Randall Park’s kind and patient character is evenly matched with Constance Wu’s more competitive and caring but practical character, ringing true the saying that opposites attract. Wu’s Jessica spends the episode looking for a job in their new town. She also explores ways to cut costs at home, including finding air-conditioned places to hang out with her children in order to avoid turning on the air conditioning at home. From bargaining at the grocery store to placating her children all while looking for a job, Wu stole the show with Jessica’s cleverness, hilariously blunt honesty, and determination.

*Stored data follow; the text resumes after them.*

use crate::ledger::{Ledger, ResidentPayments};
use regex::Regex;
use serde::{Deserialize, Serialize};
use std::collections::BTreeMap;
use std::sync::LazyLock;

static DRIVE_FILE_RE: LazyLock<Regex> = LazyLock::new(|| {
    Regex::new(r"drive\.google\.com/file/d/([^/]+)").expect("valid drive file regex")
});

static DRIVE_OPEN_RE: LazyLock<Regex> = LazyLock::new(|| {
    Regex::new(r"drive\.google\.com/open\?id=([^&]+)").expect("valid drive open regex")
});

/// Output of the payments projection.
#[derive(Debug, Clone, PartialEq, Default, Serialize, Deserialize)]
pub struct PaymentsSheet {
    /// Resident names in payments-column order. Position `i` belongs to
    /// apartment `i + 1`.
    pub residents: Vec<String>,
    pub payments: Ledger,
    /// Distinct years, most recent first.
    pub years: Vec<i32>,
}

impl PaymentsSheet {
    pub fn resident_payments(&self, name: &str) -> Option<&ResidentPayments> {
        self.payments.get(name)
    }

    /// Positional join from apartment number to the resident occupying the
    /// matching payments column.
    pub fn resident_for_apartment(&self, apartment: u32) -> Option<&str> {
        let idx = usize::try_from(apartment).ok()?.checked_sub(1)?;
        self.residents.get(idx).map(String::as_str)
    }
}

#[derive(Debug, Clone, PartialEq, Eq, Default, Serialize, Deserialize)]
pub struct ResidentInfo {
    pub family_name: String,
    pub first_name: String,
    pub property_owner: String,
    pub display_name: String,
}

impl ResidentInfo {
    /// Key matching the resident's payments column.
    pub fn join_key(&self) -> &str {
        if self.family_name.is_empty() {
            &self.first_name
        } else {
            &self.family_name
        }
    }
}

pub type ResidentDirectory = BTreeMap<String, ResidentInfo>;

#[derive(Debug, Clone, PartialEq, Default, Serialize, Deserialize)]
pub struct Expense {
    #[serde(rename = "type")]
    pub expense_type: String,
    pub price: f64,
    pub receipt: String,
    pub notes: String,
}

/// How an expense receipt should be presented.
#[derive(Debug, Clone, PartialEq, Eq)]
pub enum ReceiptLink {
    None,
    Text(String),
    /// `image_url` is an embeddable thumbnail when the receipt lives on
    /// Google Drive, otherwise the original URL.
    Url { url: String, image_url: String },
}

impl Expense {
    pub fn receipt_link(&self) -> ReceiptLink {
        classify_receipt(&self.receipt)
    }

    pub fn notes(&self) -> Option<&str> {
        let notes = self.notes.trim();
        (!notes.is_empty() && notes != "null").then_some(notes)
    }
}

pub fn classify_receipt(receipt: &str) -> ReceiptLink {
    let receipt = receipt.trim();
    if receipt.is_empty() || receipt == "null" {
        return ReceiptLink::None;
    }
    if !receipt.starts_with("http") {
        return ReceiptLink::Text(receipt.to_string());
    }

    ReceiptLink::Url {
        url: receipt.to_string(),
        image_url: drive_thumbnail_url(receipt).unwrap_or_else(|| receipt.to_string()),
    }
}

/// Rewrites a Google Drive sharing link into its thumbnail endpoint.
pub fn drive_thumbnail_url(url: &str) -> Option<String> {
    let file_id = DRIVE_FILE_RE
        .captures(url)
        .or_else(|| DRIVE_OPEN_RE.captures(url))
        .map(|caps| caps[1].to_string())?;
    Some(format!(
        "https://drive.google.com/thumbnail?id={}&sz=w1000",
        file_id
    ))
}

#[derive(Debug, Clone, PartialEq, Eq, Serialize, Deserialize)]
pub struct Floor {
    /// 0 is the ground floor.
    pub number: usize,
    pub apartments: Vec<u32>,
}

/// The five normalized sheets. Rebuilt as a whole on every refresh.
#[derive(Debug, Clone, PartialEq, Default, Serialize, Deserialize)]
pub struct BuildingSnapshot {
    pub payments: PaymentsSheet,
    pub total: f64,
    pub expenses: Vec<Expense>,
    pub building: Vec<Floor>,
    pub residents: ResidentDirectory,
}

/// Amounts owed by one resident, derived on request.
#[derive(Debug, Clone, PartialEq, Serialize, Deserialize)]
pub struct OwedReport {
    pub resident_name: String,
    pub owed_current_year: f64,
    pub owed_last_year: f64,
    pub years: Vec<i32>,
    pub property_owner: String,
}

/// Everything the resident page needs.
#[derive(Debug, Clone, PartialEq, Serialize, Deserialize)]
pub struct ResidentReport {
    pub name: String,
    pub payments: ResidentPayments,
    pub years: Vec<i32>,
    pub owed: f64,
    pub last_year_owed: f64,
    pub property_owner: String,
}

impl ResidentReport {
    pub fn owed_report(&self) -> OwedReport {
        OwedReport {
            resident_name: self.name.clone(),
            owed_current_year: self.owed,
            owed_last_year: self.last_year_owed,
            years: self.years.clone(),
            property_owner: self.property_owner.clone(),
        }
    }
}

This show is based off of Eddie Huang’s memoir of the same name. He is represented as the main character during his childhood — the nineties, and every episode makes that abundantly clear in at least one way. In past episodes, it was the presence of a white box so far from what we would call a computer today that it still needed a phone line to connect to the Internet, Lunchables, and Eddie’s pervasive obsession with hip hop culture. In this episode, Eddie and his friends are all vying for a martial arts video game by Shaq. The catch? It costs $50, much more than these middle schoolers can afford.
This insightful yet light new comedy on ABC takes the cake so far in this season’s lineups, a much needed refresher from the floundering and failed sitcoms from earlier in the season. By exploring previous untouched territory in relating the immigrant experience without reverting to stereotypes, “Fresh Off the Boat” makes its own niche, constant in its deliverance of laughs, in the ever varied world of television sitcoms. It is a must watch on Tuesday nights at 8:30.